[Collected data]
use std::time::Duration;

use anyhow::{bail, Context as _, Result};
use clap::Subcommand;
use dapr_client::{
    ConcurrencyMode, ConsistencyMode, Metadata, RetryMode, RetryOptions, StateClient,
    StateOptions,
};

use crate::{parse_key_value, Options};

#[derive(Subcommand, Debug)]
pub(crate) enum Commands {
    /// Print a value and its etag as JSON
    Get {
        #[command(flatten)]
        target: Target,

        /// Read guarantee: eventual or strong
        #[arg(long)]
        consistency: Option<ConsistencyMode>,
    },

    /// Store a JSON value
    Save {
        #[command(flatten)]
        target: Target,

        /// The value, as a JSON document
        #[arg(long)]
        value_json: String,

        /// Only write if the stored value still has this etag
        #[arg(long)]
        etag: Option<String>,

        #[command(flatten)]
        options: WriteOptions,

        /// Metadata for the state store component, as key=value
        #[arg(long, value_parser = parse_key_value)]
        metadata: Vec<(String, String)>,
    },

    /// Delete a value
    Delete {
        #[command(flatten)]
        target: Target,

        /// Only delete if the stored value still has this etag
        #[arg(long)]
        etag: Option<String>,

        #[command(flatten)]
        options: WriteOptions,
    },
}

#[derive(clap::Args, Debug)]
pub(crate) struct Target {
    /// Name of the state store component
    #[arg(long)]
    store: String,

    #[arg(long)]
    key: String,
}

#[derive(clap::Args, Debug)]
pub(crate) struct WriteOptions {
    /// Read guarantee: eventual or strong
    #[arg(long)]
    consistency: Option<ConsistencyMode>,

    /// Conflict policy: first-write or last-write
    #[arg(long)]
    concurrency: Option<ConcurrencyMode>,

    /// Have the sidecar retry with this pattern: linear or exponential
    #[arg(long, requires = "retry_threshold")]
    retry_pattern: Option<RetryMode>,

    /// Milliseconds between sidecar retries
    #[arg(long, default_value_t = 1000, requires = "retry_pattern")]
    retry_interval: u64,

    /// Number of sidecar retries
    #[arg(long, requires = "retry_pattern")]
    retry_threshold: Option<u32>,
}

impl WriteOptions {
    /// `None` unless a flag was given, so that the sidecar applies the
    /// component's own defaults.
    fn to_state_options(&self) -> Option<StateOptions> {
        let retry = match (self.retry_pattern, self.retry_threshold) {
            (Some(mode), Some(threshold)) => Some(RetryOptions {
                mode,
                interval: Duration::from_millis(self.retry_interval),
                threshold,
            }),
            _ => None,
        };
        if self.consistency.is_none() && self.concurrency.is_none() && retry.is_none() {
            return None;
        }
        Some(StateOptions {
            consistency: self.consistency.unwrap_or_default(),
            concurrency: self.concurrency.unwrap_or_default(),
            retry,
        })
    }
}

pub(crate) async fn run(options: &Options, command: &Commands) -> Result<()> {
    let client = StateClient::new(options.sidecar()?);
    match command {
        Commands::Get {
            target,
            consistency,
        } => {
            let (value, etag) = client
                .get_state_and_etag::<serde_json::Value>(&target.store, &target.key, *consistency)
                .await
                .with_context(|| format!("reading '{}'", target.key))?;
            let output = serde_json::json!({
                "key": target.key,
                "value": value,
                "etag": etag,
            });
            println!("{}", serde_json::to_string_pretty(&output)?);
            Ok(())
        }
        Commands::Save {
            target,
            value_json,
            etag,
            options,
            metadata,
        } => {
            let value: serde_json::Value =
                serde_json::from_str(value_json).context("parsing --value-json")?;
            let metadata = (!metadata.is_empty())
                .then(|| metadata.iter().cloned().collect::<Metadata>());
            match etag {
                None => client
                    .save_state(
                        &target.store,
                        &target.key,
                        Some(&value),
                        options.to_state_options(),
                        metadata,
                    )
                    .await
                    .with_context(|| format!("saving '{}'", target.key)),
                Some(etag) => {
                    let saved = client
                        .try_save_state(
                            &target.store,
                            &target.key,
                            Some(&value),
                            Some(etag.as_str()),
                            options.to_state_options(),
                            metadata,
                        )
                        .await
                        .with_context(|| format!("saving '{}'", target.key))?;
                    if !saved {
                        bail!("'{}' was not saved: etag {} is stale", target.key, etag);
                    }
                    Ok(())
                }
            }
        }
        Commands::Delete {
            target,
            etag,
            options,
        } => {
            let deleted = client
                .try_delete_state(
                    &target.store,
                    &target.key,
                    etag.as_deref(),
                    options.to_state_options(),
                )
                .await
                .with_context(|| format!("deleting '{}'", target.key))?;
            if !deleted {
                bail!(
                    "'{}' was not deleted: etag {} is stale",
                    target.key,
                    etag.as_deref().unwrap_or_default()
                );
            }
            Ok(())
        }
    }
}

* * *

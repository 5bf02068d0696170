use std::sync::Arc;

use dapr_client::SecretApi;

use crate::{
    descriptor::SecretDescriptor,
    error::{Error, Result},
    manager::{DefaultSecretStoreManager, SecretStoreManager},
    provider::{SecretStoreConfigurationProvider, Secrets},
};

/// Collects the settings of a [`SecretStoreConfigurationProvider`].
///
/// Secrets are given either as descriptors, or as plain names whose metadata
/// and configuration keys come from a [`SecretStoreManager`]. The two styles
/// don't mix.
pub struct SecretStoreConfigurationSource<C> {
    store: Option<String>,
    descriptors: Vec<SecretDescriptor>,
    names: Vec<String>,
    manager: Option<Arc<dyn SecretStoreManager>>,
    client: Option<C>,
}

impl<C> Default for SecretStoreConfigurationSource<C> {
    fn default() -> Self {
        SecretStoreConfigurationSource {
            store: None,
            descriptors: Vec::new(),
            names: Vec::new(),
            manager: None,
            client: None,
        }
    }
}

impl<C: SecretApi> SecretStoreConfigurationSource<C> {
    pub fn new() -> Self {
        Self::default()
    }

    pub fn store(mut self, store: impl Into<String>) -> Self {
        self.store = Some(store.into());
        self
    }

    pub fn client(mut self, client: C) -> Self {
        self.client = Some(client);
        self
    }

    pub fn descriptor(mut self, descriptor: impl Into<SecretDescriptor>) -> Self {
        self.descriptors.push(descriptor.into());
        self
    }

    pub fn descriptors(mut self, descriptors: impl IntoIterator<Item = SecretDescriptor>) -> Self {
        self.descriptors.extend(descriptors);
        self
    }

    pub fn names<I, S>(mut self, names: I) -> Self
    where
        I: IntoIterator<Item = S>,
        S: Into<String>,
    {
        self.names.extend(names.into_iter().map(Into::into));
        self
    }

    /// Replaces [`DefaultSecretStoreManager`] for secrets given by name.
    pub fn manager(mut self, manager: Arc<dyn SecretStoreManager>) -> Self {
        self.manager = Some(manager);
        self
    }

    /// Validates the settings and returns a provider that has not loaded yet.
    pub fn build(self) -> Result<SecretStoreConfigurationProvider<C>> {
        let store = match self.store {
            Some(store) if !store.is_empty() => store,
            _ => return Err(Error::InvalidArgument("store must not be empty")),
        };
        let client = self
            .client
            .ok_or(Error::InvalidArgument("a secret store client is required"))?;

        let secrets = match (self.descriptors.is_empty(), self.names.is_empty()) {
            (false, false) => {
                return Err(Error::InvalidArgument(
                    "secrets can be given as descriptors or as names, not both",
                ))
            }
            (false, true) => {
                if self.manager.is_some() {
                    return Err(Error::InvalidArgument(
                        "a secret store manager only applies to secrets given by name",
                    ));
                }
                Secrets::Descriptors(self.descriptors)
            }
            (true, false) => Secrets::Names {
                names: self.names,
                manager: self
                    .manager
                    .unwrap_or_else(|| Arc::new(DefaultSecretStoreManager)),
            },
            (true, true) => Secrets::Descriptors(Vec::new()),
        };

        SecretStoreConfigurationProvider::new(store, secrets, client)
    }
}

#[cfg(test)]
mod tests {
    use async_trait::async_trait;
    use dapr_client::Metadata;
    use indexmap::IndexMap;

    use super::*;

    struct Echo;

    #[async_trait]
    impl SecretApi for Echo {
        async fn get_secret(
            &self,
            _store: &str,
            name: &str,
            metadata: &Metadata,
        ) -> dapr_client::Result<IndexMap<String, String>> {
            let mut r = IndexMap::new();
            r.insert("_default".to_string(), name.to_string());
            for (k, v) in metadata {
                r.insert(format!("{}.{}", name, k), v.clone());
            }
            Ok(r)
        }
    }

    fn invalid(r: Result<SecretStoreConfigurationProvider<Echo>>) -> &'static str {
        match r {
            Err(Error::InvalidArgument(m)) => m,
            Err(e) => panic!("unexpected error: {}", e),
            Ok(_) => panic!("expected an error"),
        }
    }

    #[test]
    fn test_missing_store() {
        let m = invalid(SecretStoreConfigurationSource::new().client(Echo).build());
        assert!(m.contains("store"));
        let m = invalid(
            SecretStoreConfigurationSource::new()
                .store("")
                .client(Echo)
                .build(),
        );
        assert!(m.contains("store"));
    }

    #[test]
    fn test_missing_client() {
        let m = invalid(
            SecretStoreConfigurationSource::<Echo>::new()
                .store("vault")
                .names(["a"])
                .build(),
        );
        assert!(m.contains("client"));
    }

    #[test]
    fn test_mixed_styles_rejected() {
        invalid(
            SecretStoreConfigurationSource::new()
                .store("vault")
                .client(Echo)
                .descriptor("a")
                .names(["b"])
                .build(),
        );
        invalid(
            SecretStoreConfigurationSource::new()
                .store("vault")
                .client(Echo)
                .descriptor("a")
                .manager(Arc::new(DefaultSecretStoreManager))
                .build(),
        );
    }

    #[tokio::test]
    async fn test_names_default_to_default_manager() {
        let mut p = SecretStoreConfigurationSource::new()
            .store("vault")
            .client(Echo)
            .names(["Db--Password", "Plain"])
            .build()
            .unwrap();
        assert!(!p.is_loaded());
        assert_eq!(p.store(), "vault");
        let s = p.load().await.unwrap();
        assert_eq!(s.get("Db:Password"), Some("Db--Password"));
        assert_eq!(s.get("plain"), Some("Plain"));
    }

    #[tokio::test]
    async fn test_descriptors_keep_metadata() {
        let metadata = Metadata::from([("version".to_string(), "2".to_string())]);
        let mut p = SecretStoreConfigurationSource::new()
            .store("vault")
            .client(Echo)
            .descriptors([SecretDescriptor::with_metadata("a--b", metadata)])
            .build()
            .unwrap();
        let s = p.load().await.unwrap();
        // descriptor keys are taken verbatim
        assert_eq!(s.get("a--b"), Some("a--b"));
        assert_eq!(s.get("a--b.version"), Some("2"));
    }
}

==

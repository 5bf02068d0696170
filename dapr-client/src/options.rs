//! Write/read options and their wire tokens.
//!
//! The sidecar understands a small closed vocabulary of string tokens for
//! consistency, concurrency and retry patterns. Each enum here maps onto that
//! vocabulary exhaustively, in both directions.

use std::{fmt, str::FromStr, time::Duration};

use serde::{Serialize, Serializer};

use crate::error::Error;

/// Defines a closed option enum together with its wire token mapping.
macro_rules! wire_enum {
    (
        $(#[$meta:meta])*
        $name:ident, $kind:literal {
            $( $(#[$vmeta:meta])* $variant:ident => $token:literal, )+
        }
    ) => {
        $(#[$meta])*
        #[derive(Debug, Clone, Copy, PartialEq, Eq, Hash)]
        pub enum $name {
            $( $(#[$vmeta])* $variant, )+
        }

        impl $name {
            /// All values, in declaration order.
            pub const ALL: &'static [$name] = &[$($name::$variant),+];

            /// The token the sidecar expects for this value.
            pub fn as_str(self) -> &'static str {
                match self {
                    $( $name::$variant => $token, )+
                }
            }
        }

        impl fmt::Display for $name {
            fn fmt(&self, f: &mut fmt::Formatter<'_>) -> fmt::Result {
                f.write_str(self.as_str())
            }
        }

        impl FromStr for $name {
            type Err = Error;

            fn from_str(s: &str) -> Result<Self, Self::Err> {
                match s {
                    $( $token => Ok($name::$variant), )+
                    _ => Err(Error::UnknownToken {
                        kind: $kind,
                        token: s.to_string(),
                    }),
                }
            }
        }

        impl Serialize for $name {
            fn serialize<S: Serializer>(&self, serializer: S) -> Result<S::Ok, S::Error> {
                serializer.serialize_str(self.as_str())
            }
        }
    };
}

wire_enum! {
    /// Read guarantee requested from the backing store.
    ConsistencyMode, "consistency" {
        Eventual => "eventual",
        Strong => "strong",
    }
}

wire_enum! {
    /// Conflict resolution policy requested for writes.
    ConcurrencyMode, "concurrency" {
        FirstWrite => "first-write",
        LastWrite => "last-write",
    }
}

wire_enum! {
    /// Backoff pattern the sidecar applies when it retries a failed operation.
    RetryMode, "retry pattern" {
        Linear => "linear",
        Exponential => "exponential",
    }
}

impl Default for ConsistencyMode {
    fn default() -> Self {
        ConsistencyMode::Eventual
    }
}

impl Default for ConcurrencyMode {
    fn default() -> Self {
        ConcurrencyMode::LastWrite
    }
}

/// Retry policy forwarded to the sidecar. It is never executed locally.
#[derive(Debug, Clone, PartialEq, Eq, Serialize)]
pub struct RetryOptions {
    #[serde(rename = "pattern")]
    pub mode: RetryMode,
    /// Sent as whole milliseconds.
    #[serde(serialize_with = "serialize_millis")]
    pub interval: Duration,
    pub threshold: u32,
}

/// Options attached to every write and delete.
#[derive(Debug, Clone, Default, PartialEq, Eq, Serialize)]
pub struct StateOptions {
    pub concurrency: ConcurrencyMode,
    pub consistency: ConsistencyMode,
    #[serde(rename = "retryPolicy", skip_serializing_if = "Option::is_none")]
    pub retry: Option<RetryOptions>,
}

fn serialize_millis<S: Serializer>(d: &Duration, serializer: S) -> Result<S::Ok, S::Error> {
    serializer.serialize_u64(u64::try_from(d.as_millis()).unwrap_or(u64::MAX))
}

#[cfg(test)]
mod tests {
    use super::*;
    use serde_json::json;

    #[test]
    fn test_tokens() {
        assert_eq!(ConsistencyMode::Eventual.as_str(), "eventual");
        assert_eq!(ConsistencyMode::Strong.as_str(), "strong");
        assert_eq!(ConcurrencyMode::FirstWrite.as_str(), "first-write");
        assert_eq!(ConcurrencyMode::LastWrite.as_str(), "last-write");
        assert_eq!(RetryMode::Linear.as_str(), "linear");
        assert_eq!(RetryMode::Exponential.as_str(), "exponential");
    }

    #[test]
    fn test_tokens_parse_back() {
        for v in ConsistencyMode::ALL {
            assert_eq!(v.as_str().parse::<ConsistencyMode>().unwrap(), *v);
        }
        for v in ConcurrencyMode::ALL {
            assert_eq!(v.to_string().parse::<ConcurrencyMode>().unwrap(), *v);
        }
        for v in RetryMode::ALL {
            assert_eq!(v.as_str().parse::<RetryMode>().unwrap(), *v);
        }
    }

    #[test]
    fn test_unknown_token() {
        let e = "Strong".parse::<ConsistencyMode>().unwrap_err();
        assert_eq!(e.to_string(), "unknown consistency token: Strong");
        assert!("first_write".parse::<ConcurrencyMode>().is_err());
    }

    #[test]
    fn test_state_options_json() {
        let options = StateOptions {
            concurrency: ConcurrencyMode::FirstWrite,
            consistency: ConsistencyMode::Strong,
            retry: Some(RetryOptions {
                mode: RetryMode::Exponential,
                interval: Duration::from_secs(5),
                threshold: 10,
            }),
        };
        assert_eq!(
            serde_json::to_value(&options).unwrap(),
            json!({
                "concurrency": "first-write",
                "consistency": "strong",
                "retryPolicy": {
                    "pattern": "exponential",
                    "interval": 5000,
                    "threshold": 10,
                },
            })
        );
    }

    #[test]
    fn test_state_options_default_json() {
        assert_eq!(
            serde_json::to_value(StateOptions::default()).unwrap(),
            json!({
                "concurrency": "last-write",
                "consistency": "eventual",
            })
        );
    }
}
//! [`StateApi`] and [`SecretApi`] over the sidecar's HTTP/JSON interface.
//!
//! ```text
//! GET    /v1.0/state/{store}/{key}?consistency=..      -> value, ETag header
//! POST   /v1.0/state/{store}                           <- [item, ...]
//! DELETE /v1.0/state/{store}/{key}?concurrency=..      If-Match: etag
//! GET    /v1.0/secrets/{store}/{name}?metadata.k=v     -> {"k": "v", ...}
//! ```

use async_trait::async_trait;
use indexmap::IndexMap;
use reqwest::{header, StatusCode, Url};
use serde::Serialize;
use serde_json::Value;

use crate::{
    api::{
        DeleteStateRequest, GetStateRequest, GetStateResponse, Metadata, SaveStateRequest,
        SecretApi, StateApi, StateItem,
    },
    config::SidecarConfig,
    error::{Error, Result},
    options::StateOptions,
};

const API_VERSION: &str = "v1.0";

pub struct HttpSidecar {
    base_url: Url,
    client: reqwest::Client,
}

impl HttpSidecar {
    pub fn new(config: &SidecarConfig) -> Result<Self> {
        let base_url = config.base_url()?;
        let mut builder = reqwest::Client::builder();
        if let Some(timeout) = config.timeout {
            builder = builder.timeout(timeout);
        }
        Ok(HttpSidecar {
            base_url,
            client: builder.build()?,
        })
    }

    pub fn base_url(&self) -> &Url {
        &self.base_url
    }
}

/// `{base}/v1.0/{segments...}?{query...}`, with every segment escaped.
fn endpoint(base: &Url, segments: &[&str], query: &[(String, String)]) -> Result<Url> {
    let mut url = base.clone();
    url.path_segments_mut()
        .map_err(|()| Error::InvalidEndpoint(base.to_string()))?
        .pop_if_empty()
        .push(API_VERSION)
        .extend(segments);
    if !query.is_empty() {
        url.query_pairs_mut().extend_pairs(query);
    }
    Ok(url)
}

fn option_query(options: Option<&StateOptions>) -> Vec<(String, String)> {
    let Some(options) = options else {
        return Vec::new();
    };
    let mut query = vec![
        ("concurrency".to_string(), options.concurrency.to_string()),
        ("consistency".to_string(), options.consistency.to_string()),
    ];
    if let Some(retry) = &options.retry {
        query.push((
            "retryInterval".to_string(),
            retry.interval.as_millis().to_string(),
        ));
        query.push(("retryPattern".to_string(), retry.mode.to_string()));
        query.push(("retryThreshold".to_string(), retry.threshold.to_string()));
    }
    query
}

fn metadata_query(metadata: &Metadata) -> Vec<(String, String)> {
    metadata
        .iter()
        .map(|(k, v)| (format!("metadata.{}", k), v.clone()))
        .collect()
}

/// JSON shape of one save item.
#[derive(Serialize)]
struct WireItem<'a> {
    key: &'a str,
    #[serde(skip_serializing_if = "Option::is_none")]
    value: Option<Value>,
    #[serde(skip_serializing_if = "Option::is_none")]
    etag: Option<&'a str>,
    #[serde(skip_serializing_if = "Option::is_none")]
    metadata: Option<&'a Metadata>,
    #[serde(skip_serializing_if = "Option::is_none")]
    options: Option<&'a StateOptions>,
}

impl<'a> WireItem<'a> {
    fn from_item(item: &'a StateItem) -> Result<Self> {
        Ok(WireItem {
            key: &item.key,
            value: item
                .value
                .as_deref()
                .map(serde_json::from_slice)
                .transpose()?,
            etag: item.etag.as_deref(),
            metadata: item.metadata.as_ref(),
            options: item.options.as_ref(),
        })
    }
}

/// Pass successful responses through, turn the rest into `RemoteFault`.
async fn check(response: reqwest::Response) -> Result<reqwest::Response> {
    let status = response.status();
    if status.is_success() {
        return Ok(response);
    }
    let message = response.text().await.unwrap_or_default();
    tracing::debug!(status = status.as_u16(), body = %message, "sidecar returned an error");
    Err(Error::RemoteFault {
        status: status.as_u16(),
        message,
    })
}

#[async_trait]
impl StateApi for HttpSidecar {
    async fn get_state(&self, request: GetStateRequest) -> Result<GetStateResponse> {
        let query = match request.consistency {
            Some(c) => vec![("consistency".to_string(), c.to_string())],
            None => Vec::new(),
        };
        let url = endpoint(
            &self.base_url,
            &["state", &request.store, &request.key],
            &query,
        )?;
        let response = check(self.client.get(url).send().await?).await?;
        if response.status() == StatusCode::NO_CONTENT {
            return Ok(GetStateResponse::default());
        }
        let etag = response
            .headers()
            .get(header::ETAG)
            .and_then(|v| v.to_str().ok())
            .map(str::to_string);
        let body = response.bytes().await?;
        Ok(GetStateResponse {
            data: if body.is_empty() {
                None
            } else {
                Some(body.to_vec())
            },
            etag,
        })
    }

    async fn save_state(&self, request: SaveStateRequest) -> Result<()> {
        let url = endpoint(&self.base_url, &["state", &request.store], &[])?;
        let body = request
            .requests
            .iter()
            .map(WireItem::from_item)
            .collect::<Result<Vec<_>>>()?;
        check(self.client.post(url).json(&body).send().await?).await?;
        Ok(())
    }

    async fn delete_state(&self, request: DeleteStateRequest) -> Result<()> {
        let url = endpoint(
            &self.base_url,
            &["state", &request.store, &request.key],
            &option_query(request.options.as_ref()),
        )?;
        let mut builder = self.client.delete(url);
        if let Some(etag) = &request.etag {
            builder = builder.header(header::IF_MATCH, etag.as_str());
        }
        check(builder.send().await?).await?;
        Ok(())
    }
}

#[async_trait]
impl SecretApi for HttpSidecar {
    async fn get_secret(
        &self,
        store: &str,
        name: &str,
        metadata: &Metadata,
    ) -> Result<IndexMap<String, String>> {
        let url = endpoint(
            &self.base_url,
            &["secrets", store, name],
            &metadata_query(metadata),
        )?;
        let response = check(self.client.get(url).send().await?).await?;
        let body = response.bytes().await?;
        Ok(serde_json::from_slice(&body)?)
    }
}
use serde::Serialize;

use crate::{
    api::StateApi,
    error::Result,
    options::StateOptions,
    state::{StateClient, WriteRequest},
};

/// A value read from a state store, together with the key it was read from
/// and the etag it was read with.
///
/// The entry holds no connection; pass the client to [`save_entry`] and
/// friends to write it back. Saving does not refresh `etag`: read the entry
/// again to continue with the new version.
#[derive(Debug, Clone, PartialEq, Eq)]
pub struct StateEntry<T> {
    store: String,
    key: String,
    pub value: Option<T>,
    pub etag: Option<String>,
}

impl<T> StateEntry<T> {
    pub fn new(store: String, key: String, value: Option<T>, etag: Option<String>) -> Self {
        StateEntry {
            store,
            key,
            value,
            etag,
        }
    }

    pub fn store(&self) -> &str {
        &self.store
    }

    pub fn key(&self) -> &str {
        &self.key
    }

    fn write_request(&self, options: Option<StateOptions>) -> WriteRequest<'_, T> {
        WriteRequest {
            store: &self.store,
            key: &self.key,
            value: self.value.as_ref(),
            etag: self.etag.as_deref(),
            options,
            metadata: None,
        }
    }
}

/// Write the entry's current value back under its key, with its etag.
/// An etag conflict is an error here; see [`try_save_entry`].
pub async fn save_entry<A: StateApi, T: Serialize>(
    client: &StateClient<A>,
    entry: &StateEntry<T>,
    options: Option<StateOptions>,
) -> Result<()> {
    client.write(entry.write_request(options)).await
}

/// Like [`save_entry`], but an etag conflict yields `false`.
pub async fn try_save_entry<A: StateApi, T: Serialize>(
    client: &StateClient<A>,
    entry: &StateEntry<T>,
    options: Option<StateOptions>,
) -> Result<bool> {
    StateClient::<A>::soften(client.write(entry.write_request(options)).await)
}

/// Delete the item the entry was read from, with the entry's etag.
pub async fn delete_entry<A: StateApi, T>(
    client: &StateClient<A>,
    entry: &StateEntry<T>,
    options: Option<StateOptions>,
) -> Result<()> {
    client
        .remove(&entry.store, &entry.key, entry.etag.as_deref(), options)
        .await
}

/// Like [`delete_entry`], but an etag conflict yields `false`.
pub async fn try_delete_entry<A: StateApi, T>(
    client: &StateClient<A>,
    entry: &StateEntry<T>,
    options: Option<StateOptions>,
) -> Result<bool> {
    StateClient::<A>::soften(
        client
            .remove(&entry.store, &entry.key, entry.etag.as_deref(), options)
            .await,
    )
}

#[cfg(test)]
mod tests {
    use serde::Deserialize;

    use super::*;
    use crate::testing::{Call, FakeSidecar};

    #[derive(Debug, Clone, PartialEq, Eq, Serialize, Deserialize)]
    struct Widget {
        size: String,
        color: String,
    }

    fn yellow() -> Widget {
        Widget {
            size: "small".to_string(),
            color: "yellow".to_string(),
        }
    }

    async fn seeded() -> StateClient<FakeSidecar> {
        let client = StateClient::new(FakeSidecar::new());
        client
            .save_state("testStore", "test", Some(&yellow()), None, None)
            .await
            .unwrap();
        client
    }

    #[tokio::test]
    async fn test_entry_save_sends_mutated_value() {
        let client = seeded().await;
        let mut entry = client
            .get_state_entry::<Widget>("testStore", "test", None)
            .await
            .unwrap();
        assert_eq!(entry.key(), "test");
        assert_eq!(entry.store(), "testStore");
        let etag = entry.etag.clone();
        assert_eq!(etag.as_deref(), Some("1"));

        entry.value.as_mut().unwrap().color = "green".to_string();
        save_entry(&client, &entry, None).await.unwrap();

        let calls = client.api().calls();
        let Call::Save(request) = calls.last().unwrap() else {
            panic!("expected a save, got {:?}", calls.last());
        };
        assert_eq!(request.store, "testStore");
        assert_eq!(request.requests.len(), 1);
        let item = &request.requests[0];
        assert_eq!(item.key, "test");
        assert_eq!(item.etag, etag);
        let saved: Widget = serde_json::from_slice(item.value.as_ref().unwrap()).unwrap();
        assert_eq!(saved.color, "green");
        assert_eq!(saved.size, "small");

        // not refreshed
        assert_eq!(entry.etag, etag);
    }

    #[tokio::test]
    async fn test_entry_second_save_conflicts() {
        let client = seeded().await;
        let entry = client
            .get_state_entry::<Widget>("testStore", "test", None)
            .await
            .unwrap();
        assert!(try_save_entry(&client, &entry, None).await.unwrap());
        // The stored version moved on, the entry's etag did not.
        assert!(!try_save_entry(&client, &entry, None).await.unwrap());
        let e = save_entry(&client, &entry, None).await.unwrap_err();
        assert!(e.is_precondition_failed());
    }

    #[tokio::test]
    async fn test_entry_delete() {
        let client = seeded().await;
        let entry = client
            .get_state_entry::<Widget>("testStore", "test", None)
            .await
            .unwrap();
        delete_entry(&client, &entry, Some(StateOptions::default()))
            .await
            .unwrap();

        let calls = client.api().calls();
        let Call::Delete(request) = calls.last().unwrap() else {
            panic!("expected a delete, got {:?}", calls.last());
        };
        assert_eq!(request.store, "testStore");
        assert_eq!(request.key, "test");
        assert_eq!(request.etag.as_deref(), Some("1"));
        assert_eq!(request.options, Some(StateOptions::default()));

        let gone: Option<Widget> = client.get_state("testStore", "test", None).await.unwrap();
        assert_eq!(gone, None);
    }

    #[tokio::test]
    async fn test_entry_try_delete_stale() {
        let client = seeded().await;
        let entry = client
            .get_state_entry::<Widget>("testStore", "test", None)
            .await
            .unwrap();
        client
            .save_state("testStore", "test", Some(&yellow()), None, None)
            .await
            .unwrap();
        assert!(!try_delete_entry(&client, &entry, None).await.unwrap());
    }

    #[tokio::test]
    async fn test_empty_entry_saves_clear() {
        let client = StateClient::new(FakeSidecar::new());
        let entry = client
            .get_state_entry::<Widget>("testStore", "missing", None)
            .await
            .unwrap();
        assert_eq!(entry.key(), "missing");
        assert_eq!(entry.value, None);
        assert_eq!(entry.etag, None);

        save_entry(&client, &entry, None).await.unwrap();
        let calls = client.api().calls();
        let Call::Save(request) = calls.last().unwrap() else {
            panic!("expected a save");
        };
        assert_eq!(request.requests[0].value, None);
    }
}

● **Task requirements**
Using the records above, set down exactly the lines from the one with "let body = request" through the one with "the new version.", inclusive, and nothing more.

● **Answer space**
        let body = request
            .requests
            .iter()
            .map(WireItem::from_item)
            .collect::<Result<Vec<_>>>()?;
        check(self.client.post(url).json(&body).send().await?).await?;
        Ok(())
    }

    async fn delete_state(&self, request: DeleteStateRequest) -> Result<()> {
        let url = endpoint(
            &self.base_url,
            &["state", &request.store, &request.key],
            &option_query(request.options.as_ref()),
        )?;
        let mut builder = self.client.delete(url);
        if let Some(etag) = &request.etag {
            builder = builder.header(header::IF_MATCH, etag.as_str());
        }
        check(builder.send().await?).await?;
        Ok(())
    }
}

#[async_trait]
impl SecretApi for HttpSidecar {
    async fn get_secret(
        &self,
        store: &str,
        name: &str,
        metadata: &Metadata,
    ) -> Result<IndexMap<String, String>> {
        let url = endpoint(
            &self.base_url,
            &["secrets", store, name],
            &metadata_query(metadata),
        )?;
        let response = check(self.client.get(url).send().await?).await?;
        let body = response.bytes().await?;
        Ok(serde_json::from_slice(&body)?)
    }
}
use serde::Serialize;

use crate::{
    api::StateApi,
    error::Result,
    options::StateOptions,
    state::{StateClient, WriteRequest},
};

/// A value read from a state store, together with the key it was read from
/// and the etag it was read with.
///
/// The entry holds no connection; pass the client to [`save_entry`] and
/// friends to write it back. Saving does not refresh `etag`: read the entry
/// again to continue with the new version.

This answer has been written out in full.